- Born: 10 April 1844 Ragusa, Kingdom of the Two Sicilies
- Died: 11 June 1910 (aged 66) Ragusa, Kingdom of Italy
- Venerated in: Roman Catholic Church
- Beatified: 4 November 1990, Saint Peter's Square, Vatican City by Pope John Paul II
- Feast: 11 June
- Attributes: Religious habit
- Patronage: Sisters of the Sacred Heart of Jesus

= Maria Schininà =

Italian Roman Catholic nun

Maria Schininà (10 April 1844 – 11 June 1910), also known by her religious name Maria of the Sacred Heart of Jesus, was an Italian Roman Catholic nun and the founder of the Sisters of the Sacred Heart of Jesus (1889). Her adolescence demonstrated no particular spiritual emphasis though the death of her father and the marriage of her brother prompted a sudden inner conversion that saw her reach out and collaborate with the ill and the poor; she began in 1885 the foundations for what would become the religious congregation that she set up in 1889.

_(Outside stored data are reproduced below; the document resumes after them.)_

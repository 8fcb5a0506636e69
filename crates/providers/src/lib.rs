//! Reasoning-model providers for Skywarden.
//!
//! All providers implement the `skywarden_core::Provider` trait. The
//! process-wide default client is created lazily so a missing credential
//! fails the agent call that needed it, never process startup.

pub mod openai_compat;

pub use openai_compat::OpenAiCompatProvider;

use skywarden_core::error::ProviderError;
use skywarden_core::provider::Provider;
use std::sync::{Arc, OnceLock};

/// Environment variables consulted for the API key, in priority order.
const KEY_VARS: [&str; 2] = ["GROQ_API_KEY", "SKYWARDEN_API_KEY"];

static DEFAULT_PROVIDER: OnceLock<Arc<OpenAiCompatProvider>> = OnceLock::new();

/// The process-wide default provider (Groq-hosted models), created on
/// first use and reused for the life of the process.
pub fn default_provider() -> Result<Arc<dyn Provider>, ProviderError> {
    if let Some(provider) = DEFAULT_PROVIDER.get() {
        return Ok(provider.clone());
    }

    let api_key = api_key_from_env().ok_or_else(|| {
        ProviderError::CredentialMissing(format!(
            "set {} to enable agent calls",
            KEY_VARS.join(" or ")
        ))
    })?;

    let provider = DEFAULT_PROVIDER
        .get_or_init(|| Arc::new(OpenAiCompatProvider::groq(api_key)))
        .clone();
    Ok(provider)
}

fn api_key_from_env() -> Option<String> {
    KEY_VARS
        .iter()
        .find_map(|var| std::env::var(var).ok().filter(|key| !key.is_empty()))
}
//! Configuration loading and validation for Skywarden.
//!
//! Loads settings from `~/.skywarden/config.toml` with environment
//! variable overrides. Every field is defaulted, so a missing file works
//! out of the box.

use serde::{Deserialize, Serialize};
use std::collections::BTreeMap;
use std::path::{Path, PathBuf};

/// The root settings structure.
///
/// Maps directly to `~/.skywarden/config.toml`.
#[derive(Clone, Serialize, Deserialize)]
pub struct Settings {
    /// API key for the reasoning-model host
    #[serde(default, skip_serializing_if = "Option::is_none")]
    pub api_key: Option<String>,

    /// Model to use for every agent call
    #[serde(default = "default_model")]
    pub model: String,

    /// Sampling temperature
    #[serde(default = "default_temperature")]
    pub temperature: f32,

    /// Max tokens per model response
    #[serde(default = "default_max_tokens")]
    pub max_tokens: u32,

    /// Cap on tool-call rounds per conversation
    #[serde(default = "default_max_rounds")]
    pub max_rounds: u32,

    /// Region id → snapshot webhook URL
    #[serde(default = "default_regions")]
    pub regions: BTreeMap<String, String>,
}

fn default_model() -> String {
    "llama-3.3-70b-versatile".into()
}
fn default_temperature() -> f32 {
    0.2
}
fn default_max_tokens() -> u32 {
    1024
}
fn default_max_rounds() -> u32 {
    8
}
fn default_regions() -> BTreeMap<String, String> {
    let mut regions = BTreeMap::new();
    regions.insert(
        "region1".to_string(),
        "http://localhost:5678/webhook/latest-region1".to_string(),
    );
    regions
}

impl std::fmt::Debug for Settings {
    fn fmt(&self, f: &mut std::fmt::Formatter<'_>) -> std::fmt::Result {
        f.debug_struct("Settings")
            .field(
                "api_key",
                &self.api_key.as_ref().map(|_| "[REDACTED]"),
            )
            .field("model", &self.model)
            .field("temperature", &self.temperature)
            .field("max_tokens", &self.max_tokens)
            .field("max_rounds", &self.max_rounds)
            .field("regions", &self.regions)
            .finish()
    }
}

impl Settings {
    /// Load settings from the default path (~/.skywarden/config.toml).
    ///
    /// Environment overrides, highest priority first:
    /// - `GROQ_API_KEY` / `SKYWARDEN_API_KEY` for the API key
    /// - `SKYWARDEN_MODEL` for the model
    pub fn load() -> Result<Self, ConfigError> {
        let config_path = Self::config_dir().join("config.toml");
        let mut settings = Self::load_from(&config_path)?;

        if settings.api_key.is_none() {
            settings.api_key = std::env::var("GROQ_API_KEY")
                .ok()
                .or_else(|| std::env::var("SKYWARDEN_API_KEY").ok())
                .filter(|key| !key.is_empty());
        }

        if let Ok(model) = std::env::var("SKYWARDEN_MODEL") {
            settings.model = model;
        }

        Ok(settings)
    }

    /// Load settings from a specific file path.
    pub fn load_from(path: &Path) -> Result<Self, ConfigError> {
        if !path.exists() {
            tracing::info!("No config file found at {}, using defaults", path.display());
            return Ok(Self::default());
        }

        let content = std::fs::read_to_string(path).map_err(|e| ConfigError::ReadError {
            path: path.to_path_buf(),
            reason: e.to_string(),
        })?;

        let settings: Self = toml::from_str(&content).map_err(|e| ConfigError::ParseError {
            path: path.to_path_buf(),
            reason: e.to_string(),
        })?;

        settings.validate()?;
        Ok(settings)
    }

    /// The configuration directory path.
    pub fn config_dir() -> PathBuf {
        dirs_home().join(".skywarden")
    }

    fn validate(&self) -> Result<(), ConfigError> {
        if !(0.0..=2.0).contains(&self.temperature) {
            return Err(ConfigError::ValidationError(
                "temperature must be between 0.0 and 2.0".into(),
            ));
        }
        if self.max_rounds == 0 {
            return Err(ConfigError::ValidationError(
                "max_rounds must be at least 1".into(),
            ));
        }
        if self.regions.is_empty() {
            return Err(ConfigError::ValidationError(
                "at least one region must be configured".into(),
            ));
        }
        Ok(())
    }
}

impl Default for Settings {
    fn default() -> Self {
        Self {
            api_key: None,
            model: default_model(),
            temperature: default_temperature(),
            max_tokens: default_max_tokens(),
            max_rounds: default_max_rounds(),
            regions: default_regions(),
        }
    }
}

/// Get the user's home directory.
fn dirs_home() -> PathBuf {
    std::env::var("HOME")
        .map(PathBuf::from)
        .unwrap_or_else(|_| PathBuf::from("/tmp"))
}

/// Configuration errors.
#[derive(Debug, thiserror::Error)]
pub enum ConfigError {
    #[error("Failed to read config file at {path}: {reason}")]
    ReadError { path: PathBuf, reason: String },

    #[error("Failed to parse config file at {path}: {reason}")]
    ParseError { path: PathBuf, reason: String },

    #[error("Invalid configuration: {0}")]
    ValidationError(String),
}

#[cfg(test)]
mod tests {
    use super::*;
    use std::fs;

    #[test]
    fn missing_file_yields_defaults() {
        let settings = Settings::load_from(Path::new("/nonexistent/config.toml")).unwrap();
        assert_eq!(settings.model, "llama-3.3-70b-versatile");
        assert_eq!(settings.max_rounds, 8);
        assert!(settings.regions.contains_key("region1"));
    }

    #[test]
    fn partial_file_fills_defaults() {
        let tmp = tempfile::tempdir().unwrap();
        let path = tmp.path().join("config.toml");
        fs::write(&path, "model = \"llama-3.1-8b-instant\"\n").unwrap();

        let settings = Settings::load_from(&path).unwrap();
        assert_eq!(settings.model, "llama-3.1-8b-instant");
        assert_eq!(settings.max_tokens, 1024);
    }

    #[test]
    fn regions_table_parses() {
        let tmp = tempfile::tempdir().unwrap();
        let path = tmp.path().join("config.toml");
        fs::write(
            &path,
            "[regions]\nregion1 = \"http://localhost:5678/webhook/latest-region1\"\nregion2 = \"http://localhost:5678/webhook/latest-region2\"\n",
        )
        .unwrap();

        let settings = Settings::load_from(&path).unwrap();
        assert_eq!(settings.regions.len(), 2);
        assert!(settings.regions["region2"].contains("region2"));
    }

    #[test]
    fn invalid_temperature_is_rejected() {
        let tmp = tempfile::tempdir().unwrap();
        let path = tmp.path().join("config.toml");
        fs::write(&path, "temperature = 9.5\n").unwrap();

        let err = Settings::load_from(&path).unwrap_err();
        assert!(matches!(err, ConfigError::ValidationError(_)));
    }

    #[test]
    fn zero_rounds_is_rejected() {
        let tmp = tempfile::tempdir().unwrap();
        let path = tmp.path().join("config.toml");
        fs::write(&path, "max_rounds = 0\n").unwrap();

        let err = Settings::load_from(&path).unwrap_err();
        assert!(matches!(err, ConfigError::ValidationError(_)));
    }

    #[test]
    fn garbage_file_is_a_parse_error() {
        let tmp = tempfile::tempdir().unwrap();
        let path = tmp.path().join("config.toml");
        fs::write(&path, "not valid toml [[[").unwrap();

        let err = Settings::load_from(&path).unwrap_err();
        assert!(matches!(err, ConfigError::ParseError { .. }));
    }

    #[test]
    fn debug_redacts_api_key() {
        let settings = Settings {
            api_key: Some("gsk-secret".into()),
            ..Settings::default()
        };
        let debug = format!("{settings:?}");
        assert!(!debug.contains("gsk-secret"));
        assert!(debug.contains("REDACTED"));
    }
}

Her beatification cause started in 1975 and culminated in the formal beatification that occurred on 4 November 1990.

==Life==
Maria Schininà was born on 10 April 1844 in Ragusa to the nobles Giambattista Schininà and Rosalia Arezzo as the fifth of eight children. Her baptism was celebrated in the local parish church in that same month. Her childhood or adolescence did not demonstrate particular inclinations to faith or religion. The priest Vincenzo Di Stefano oversaw her initial education until she turned 21.

Her father died in 1865 and it prompted a radical inner change to alter her own life and the 1874 marriage of the final child - a brother - prompted her to take care of her mother and to dedicate her life to the outcast as well as to the sick and the poor; she removed all of her elegant clothes and dressed like the poor while giving her clothes to the poor. Her mother later died in 1884. In 1877 the Carmelite Salvatore La Perla chose her to act as the directress of the new Pia Unione delle Figlie di Maria - she had joined it in 1875 - and attracted people to the union while wanting to lead a "true social revolution" in the light of the Gospel and its teachings while later deciding in 1885 to found a religious order upon the advice of the Franciscan Archbishop of Siracusa Benedetto La Vecchia. That same archbishop heard her and five others make their solemn profession on 9 May 1889 as soon as the order - the Sisters of the Sacred Heart of Jesus - was established. Schininà met and received a blessing from Pope Leo XIII in Rome in a private audience that happened in 1890 and the pope hailed the work that she was doing. In 1908 she tended to those that the Messina earthquake had affected.

Schininà died on 11 June 1910. Her order received the decree of praise from Pope Pius XI on 27 November 1936 and later full papal approval from Pope Pius XII a decade later on 11 March 1946. The order was later aggregated to the Order of Friars Minor Conventual on 9 February 1955 and in 2005 had 533 religious in 59 houses in locations such as Poland and Canada.

==Beatification==
Schininà's spiritual writings were approved by theologians on 2 January 1949. The beatification process opened in two informative processes in which one had run in Ragusa from 2 April 1937 until 1945 while the second opened a decade later in 1956 and closed in 1957; the Congregation for the Causes of Saints later validated these processes over two decades later on 25 November 1983. The formal introduction to the cause came under Pope Paul VI on 16 January 1975 in which she was titled as a Servant of God. The C.C.S. received the Positio and passed it to theologians who assented to its contents on 13 December 1988 with the C.C.S. following on 21 March 1989. Pope John Paul II confirmed her heroic virtue and named her as Venerable on 13 May 1989.

The process for a miracle spanned from 5 March 1981 until 11 January 1982 and received C.C.S. validation on 17 December 1983; a medical board confirmed it as a miracle on 25 October 1989 as did theologians on 2 February 1990 and the C.C.S. on 13 March 1990. John Paul II approved it on 9 April 1990 and beatified the late nun on 4 November 1990.

The current postulator for this cause is Sr. Concetta Aranzulla.